Now that we live across the road from A’s school my TV anguish is increasing. I dread the day her teacher cycles past and glancing through our front window, which I have come to realise is unusually large sees A slumped infront of some dodgy cartoon. This is a Steiner school as well. TV is practically outlawed! Possibly the worst example would be the animated series about a Chinese girl who looks like manga gone too far, her eyes take up more than half her face. I’ve been putting the telly on every day after school because that’s when the baby has his nap, so A is practically imprisoned, safely held captive while I’m busy upstairs. If any of the other parents or teachers do pass by regularly at that time then they’re bound to think of me as the TV mum.
Anyway today I reached a new level of telly anxiety. I was exposed, found guilty of day-time telly watching. I am embarrassed and now I’ll have no legs to stand on in the busy busy parent stakes. I was eating lunch, which was an exciting cheese and marmite sandwich and now I was having pudding, a cup of tea and wait for it…..a nutella sandwich! A childish diet is sometimes needed to refuel the motivation for more rounds of “she’ll be coming round the mountain.”
I was enormously frustrated that my laptop was not allowing me to listen to radio four. The droning on of those proper British radio voices is reassuringly nostalgic. I am turning rapidly into my dad. I draw the line though at ‘The Archers’. This for anyone who doesn’t know is a stalwart of the BBC. A long running radio soap about farmers. There are west-country accents, probably just so the actors can enjoy the ludicrous and authentic pronunciation of the word ‘tractor’ and there are mooing sound effects in the background. In any case if I hear the well known theme-tune starting I quickly turn off the radio to try and delay the fast approaching onset of middle-agedness. As far as I’m concerned you shouldn’t really be allowed to listen to The Archers until you’ve got time for hobbies and crossword puzzles and you’ve got a shed.

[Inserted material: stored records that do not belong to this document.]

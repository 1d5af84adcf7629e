use axum::{extract::State, routing::get, Json, Router};
use docsite_core::db;
use serde_json::{json, Value};

use crate::error::{ApiError, ApiResult};
use crate::state::AppState;

pub fn routes() -> Router<AppState> {
    Router::new()
        .route("/health", get(health_check))
        .route("/v1/ping", get(ping))
}

/// Database reachability plus the size of the search index and how many
/// listeners are attached to the event bus.
async fn health_check(State(state): State<AppState>) -> ApiResult<Json<Value>> {
    db::ping(state.pool())
        .await
        .map_err(|e| ApiError::Internal(format!("database health check failed: {e}")))?;
    let indexed = state.documents().count_indexed().await?;

    Ok(Json(json!({
        "status": "ok",
        "version": env!("CARGO_PKG_VERSION"),
        "database": "connected",
        "indexedDocuments": indexed,
        "subscribers": state.event_bus().subscriber_count(),
    })))
}

async fn ping() -> Json<Value> {
    Json(json!({ "status": "ok" }))
}
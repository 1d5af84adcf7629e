pub mod model;
pub mod store;
pub mod version;

pub use model::{NewRelease, Release};
pub use store::ReleaseStore;
pub use version::{Version, VersionStatus};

Being away from the UK I can only listen to BBC radio online and for some reason my laptop has a time and calendar that is wrong and won’t match up to the BBC iplayer so it doesn’t work. I tried my phone, but the phone in this out of bounds region. So I turned the telly on for a fix of BBC. As I was standing there in front of the vast front window with the remote in my hand I worried that a neighbour might walk past and it did occur to me to draw the curtains for this illicit act of TV watching but then I thought I was just being weird and paranoid. On BBC 1 it was something to do with some people selling some apparent antique thingy in a box for 35 quid so I continued flicking until I got to a BBC Entertainment, which was a sort of drama/sitcom about 30 somethings getting divorced I think. It was a programme I had never seen before but it had some lovely familiar British TV faces in it, so I sat down on the sofa and balanced my nutella sandwich on my lap. Just as I did this I looked out the window and saw the local council politician walking past my house! He is the father of one of the girls in A’s class and he lives further up the road from us. Now this was too pitiless. I should always listen to that paranoid self, I should have bloody closed the curtains. Now I’m already aware that when this man’s daughter came to play after school that I allowed her and A to watch an episode of Dora the Explorer.
Shall I quickly run outside right now? I think
Shall I tell him the whole story about the radio not working and that I never normally would watch TV in the middle of the day, honest?
Shit, in half an hour from now I will be picking A up from school and I’m sure he’ll be there to pick up his daughter too. Strangely enough a local council politician seems to have a lot of time on his hands for bringing and picking up his kids from school and meandering up and down his street checking up what other people are up to.
Right then, I decide,
When I see him I will have to pull myself together. I will calmy make intelligent polite chit chat. I will pretend that I’m not just a daytime telly addict, but a normal capable fellow parent. I will enthusiastically greet A with a healthy interest in her day at school.
Seriously, what am I going to do? I’m looking down at a half eaten chocolate spread sandwich watching my integrity take a backslide.